Return only those lines of the material that contain "info".

Available data below:

use axum::{
    extract::{Query, State},
    response::IntoResponse,
    routing::get,
    Json, Router,
};
use serde_json::json;

use super::common::{created_response, message_body, success_response};
use crate::auth::AuthUser;
use crate::dto::{
    CustomizationOptionsQuery, EquipmentInput, PricingOptionsQuery, ServiceInput, SupplierInput,
};
use crate::errors::ServiceError;
use crate::AppState;

pub fn catalog_routes() -> Router<AppState> {
    Router::new()
        .route("/get-customization-options/", get(customization_options))
        .route("/get-pricing-options/", get(pricing_options))
        .route("/services", get(list_services).post(create_service))
        .route("/equipment", get(list_equipment).post(create_equipment))
        .route("/suppliers", get(list_suppliers).post(create_supplier))
}

async fn customization_options(
    State(state): State<AppState>,
    Query(query): Query<CustomizationOptionsQuery>,
    _user: AuthUser,
) -> Result<impl IntoResponse, ServiceError> {
    let options = state
        .services
        .catalog
        .customization_options(query.service_id.as_deref())
        .await?;
    Ok(success_response(json!({ "options": options })))
}

/// Prices for the selected options, keyed by option id.
async fn pricing_options(
    State(state): State<AppState>,
    Query(query): Query<PricingOptionsQuery>,
    _user: AuthUser,
) -> Result<impl IntoResponse, ServiceError> {
    let pricing = state.services.catalog.pricing_options(&query).await?;
    Ok(success_response(pricing))
}

async fn list_services(
    State(state): State<AppState>,
    _user: AuthUser,
) -> Result<impl IntoResponse, ServiceError> {
    let services = state.services.catalog.list_services().await?;
    Ok(success_response(json!({ "services": services })))
}

async fn create_service(
    State(state): State<AppState>,
    _user: AuthUser,
    Json(input): Json<ServiceInput>,
) -> Result<impl IntoResponse, ServiceError> {
    let service = state.services.catalog.create_service(input).await?;
    Ok(created_response(message_body(
        "Service created successfully.",
        json!({ "service": service }),
    )))
}

async fn list_equipment(
    State(state): State<AppState>,
    _user: AuthUser,
) -> Result<impl IntoResponse, ServiceError> {
    let equipment = state.services.catalog.list_equipment().await?;
    Ok(success_response(json!({ "equipment": equipment })))
}

async fn create_equipment(
    State(state): State<AppState>,
    _user: AuthUser,
    Json(input): Json<EquipmentInput>,
) -> Result<impl IntoResponse, ServiceError> {
    let equipment = state.services.catalog.create_equipment(input).await?;
    Ok(created_response(message_body(
        "Equipment added successfully.",
        json!({ "equipment": equipment }),
    )))
}

async fn list_suppliers(
    State(state): State<AppState>,
    _user: AuthUser,
) -> Result<impl IntoResponse, ServiceError> {
    let suppliers = state.services.catalog.list_suppliers().await?;
    Ok(success_response(json!({ "suppliers": suppliers })))
}

async fn create_supplier(
    State(state): State<AppState>,
    _user: AuthUser,
    Json(input): Json<SupplierInput>,
) -> Result<impl IntoResponse, ServiceError> {
    let supplier = state.services.catalog.create_supplier(input).await?;
    Ok(created_response(message_body(
        "Supplier added successfully.",
        json!({ "supplier": supplier }),
    )))
}
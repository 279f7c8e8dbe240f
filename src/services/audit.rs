use chrono::Utc;
use sea_orm::{ActiveModelTrait, ConnectionTrait, Set};
use tracing::info;

use crate::entities::audit_log;
use crate::errors::ServiceError;

/// Append an audit entry on the caller's connection or transaction.
pub async fn record<C>(
    db: &C,
    user_id: Option<i32>,
    action: impl Into<String>,
) -> Result<(), ServiceError>
where
    C: ConnectionTrait,
{
    let action = action.into();
    info!(user_id, action = %action, "audit");
    audit_log::ActiveModel {
        action: Set(action),
        timestamp: Set(Utc::now()),
        user_id: Set(user_id),
        ..Default::default()
    }
    .insert(db)
    .await?;
    Ok(())
}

End of Available data.

* **Response box**:
use tracing::info;
    info!(user_id, action = %action, "audit");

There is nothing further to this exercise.